### What is required
Every line containing the string "format" should be returned from the records.

(Stored data)
BEGIN

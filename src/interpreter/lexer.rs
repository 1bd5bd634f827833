use std::rc::Rc;

use super::value::parse_number;
use super::{Result, ScriptError};

/// Lexical tokens.
#[derive(Debug, Clone, PartialEq)]
pub enum Token {
    /// Identifier.
    Name(Rc<str>),
    /// Numeric literal.
    Number(f64),
    /// String literal, escapes already resolved.
    Str(Rc<str>),
    /// Reserved word.
    Keyword(Keyword),
    /// Punctuation or operator.
    Symbol(&'static str),
    /// End of input.
    Eof,
}

/// Reserved words.
#[allow(missing_docs)]
#[derive(Debug, Clone, Copy, PartialEq, Eq)]
pub enum Keyword {
    And,
    Break,
    Do,
    Else,
    Elseif,
    End,
    False,
    For,
    Function,
    If,
    In,
    Local,
    Nil,
    Not,
    Or,
    Repeat,
    Return,
    Then,
    True,
    Until,
    While,
}

impl Keyword {
    fn from_word(word: &str) -> Option<Keyword> {
        Some(match word {
            "and" => Keyword::And,
            "break" => Keyword::Break,
            "do" => Keyword::Do,
            "else" => Keyword::Else,
            "elseif" => Keyword::Elseif,
            "end" => Keyword::End,
            "false" => Keyword::False,
            "for" => Keyword::For,
            "function" => Keyword::Function,
            "if" => Keyword::If,
            "in" => Keyword::In,
            "local" => Keyword::Local,
            "nil" => Keyword::Nil,
            "not" => Keyword::Not,
            "or" => Keyword::Or,
            "repeat" => Keyword::Repeat,
            "return" => Keyword::Return,
            "then" => Keyword::Then,
            "true" => Keyword::True,
            "until" => Keyword::Until,
            "while" => Keyword::While,
            _ => return None,
        })
    }
}

// Longest spellings first so `..` wins over `.` and `==` over `=`.
const SYMBOLS: &[&str] = &[
    "...", "..", "==", "~=", "<=", ">=", "+", "-", "*", "/", "%", "^", "#", "<", ">", "=", "(",
    ")", "{", "}", "[", "]", ";", ":", ",", ".",
];

/// Token paired with the line it starts on.
#[derive(Debug, Clone, PartialEq)]
pub struct Spanned {
    /// The token.
    pub token: Token,
    /// 1-based line number.
    pub line: u32,
}

/// Split source text into tokens, ending with [`Token::Eof`].
pub fn tokenize(source: &str) -> Result<Vec<Spanned>> {
    let mut lexer = Lexer {
        src: source,
        bytes: source.as_bytes(),
        index: 0,
        line: 1,
    };
    let mut tokens = Vec::new();
    loop {
        lexer.skip_trivia()?;
        let line = lexer.line;
        let token = lexer.next_token()?;
        let done = token == Token::Eof;
        tokens.push(Spanned { token, line });
        if done {
            return Ok(tokens);
        }
    }
}

struct Lexer<'a> {
    src: &'a str,
    bytes: &'a [u8],
    index: usize,
    line: u32,
}

impl<'a> Lexer<'a> {
    fn current(&self) -> Option<u8> {
        self.bytes.get(self.index).copied()
    }

    fn peek(&self, offset: usize) -> Option<u8> {
        self.bytes.get(self.index + offset).copied()
    }

    fn advance(&mut self) {
        if let Some(ch) = self.current() {
            if ch == b'\n' {
                self.line += 1;
            }
            self.index += 1;
        }
    }

    fn error(&self, message: impl Into<String>) -> ScriptError {
        ScriptError::Syntax {
            message: message.into(),
            line: self.line,
        }
    }

    fn skip_trivia(&mut self) -> Result<()> {
        loop {
            match self.current() {
                Some(ch) if ch.is_ascii_whitespace() => self.advance(),
                Some(b'-') if self.peek(1) == Some(b'-') => {
                    self.index += 2;
                    if let Some(level) = self.long_bracket_level() {
                        self.read_long_bracket(level)?;
                    } else {
                        while let Some(ch) = self.current() {
                            if ch == b'\n' {
                                break;
                            }
                            self.advance();
                        }
                    }
                }
                _ => return Ok(()),
            }
        }
    }

    fn next_token(&mut self) -> Result<Token> {
        let Some(ch) = self.current() else {
            return Ok(Token::Eof);
        };
        if let Some(level) = self.long_bracket_level() {
            let text = self.read_long_bracket(level)?;
            return Ok(Token::Str(Rc::from(text)));
        }
        match ch {
            b'"' | b'\'' => self.read_string(ch),
            b'0'..=b'9' => self.read_number(),
            b'.' if self.peek(1).is_some_and(|c| c.is_ascii_digit()) => self.read_number(),
            c if c == b'_' || c.is_ascii_alphabetic() => Ok(self.read_word()),
            _ => {
                let rest = &self.src[self.index..];
                for symbol in SYMBOLS {
                    if rest.starts_with(symbol) {
                        self.index += symbol.len();
                        return Ok(Token::Symbol(symbol));
                    }
                }
                let unexpected = rest.chars().next().unwrap_or('?');
                Err(self.error(format!("unexpected character '{unexpected}'")))
            }
        }
    }

    fn read_word(&mut self) -> Token {
        let start = self.index;
        while let Some(ch) = self.current() {
            if ch == b'_' || ch.is_ascii_alphanumeric() {
                self.index += 1;
            } else {
                break;
            }
        }
        let word = &self.src[start..self.index];
        match Keyword::from_word(word) {
            Some(keyword) => Token::Keyword(keyword),
            None => Token::Name(Rc::from(word)),
        }
    }

    fn read_number(&mut self) -> Result<Token> {
        let start = self.index;
        if self.current() == Some(b'0') && matches!(self.peek(1), Some(b'x' | b'X')) {
            self.index += 2;
            while self.current().is_some_and(|c| c.is_ascii_hexdigit()) {
                self.index += 1;
            }
        } else {
            while let Some(ch) = self.current() {
                let exponent_sign = matches!(ch, b'+' | b'-')
                    && matches!(self.bytes.get(self.index - 1), Some(b'e' | b'E'));
                if ch.is_ascii_alphanumeric() || ch == b'.' || exponent_sign {
                    self.index += 1;
                } else {
                    break;
                }
            }
        }
        let text = &self.src[start..self.index];
        parse_number(text)
            .map(Token::Number)
            .ok_or_else(|| self.error(format!("malformed number '{text}'")))
    }

    fn read_string(&mut self, quote: u8) -> Result<Token> {
        self.advance();
        let mut buf: Vec<u8> = Vec::new();
        loop {
            let Some(ch) = self.current() else {
                return Err(self.error("unfinished string"));
            };
            match ch {
                b'\n' => return Err(self.error("unfinished string")),
                c if c == quote => {
                    self.advance();
                    break;
                }
                b'\\' => {
                    self.advance();
                    let escaped = self
                        .current()
                        .ok_or_else(|| self.error("unfinished string"))?;
                    self.advance();
                    match escaped {
                        b'n' => buf.push(b'\n'),
                        b't' => buf.push(b'\t'),
                        b'r' => buf.push(b'\r'),
                        b'0' => buf.push(0),
                        b'\\' => buf.push(b'\\'),
                        b'"' => buf.push(b'"'),
                        b'\'' => buf.push(b'\''),
                        b'\n' => buf.push(b'\n'),
                        other => {
                            return Err(self.error(format!(
                                "invalid escape sequence '\\{}'",
                                other as char
                            )));
                        }
                    }
                }
                _ => {
                    buf.push(ch);
                    self.advance();
                }
            }
        }
        let text = String::from_utf8(buf).map_err(|_| self.error("string is not valid UTF-8"))?;
        Ok(Token::Str(Rc::from(text)))
    }

    /// Level of a long bracket (`[[`, `[=[`, ...) starting at the cursor.
    fn long_bracket_level(&self) -> Option<usize> {
        if self.current() != Some(b'[') {
            return None;
        }
        let mut level = 0;
        while self.peek(1 + level) == Some(b'=') {
            level += 1;
        }
        (self.peek(1 + level) == Some(b'[')).then_some(level)
    }

    fn read_long_bracket(&mut self, level: usize) -> Result<String> {
        self.index += level + 2;
        if self.current() == Some(b'\n') {
            self.advance();
        }
        let close = format!("]{}]", "=".repeat(level));
        let start = self.index;
        while self.index < self.bytes.len() {
            if self.bytes[self.index..].starts_with(close.as_bytes()) {
                let text = self.src[start..self.index].to_string();
                self.index += close.len();
                return Ok(text);
            }
            self.advance();
        }
        Err(self.error("unfinished long string or comment"))
    }
}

END

### Solution to the problem
                Err(self.error(format!("unexpected character '{unexpected}'")))
            .ok_or_else(|| self.error(format!("malformed number '{text}'")))
                            return Err(self.error(format!(
        let close = format!("]{}]", "=".repeat(level));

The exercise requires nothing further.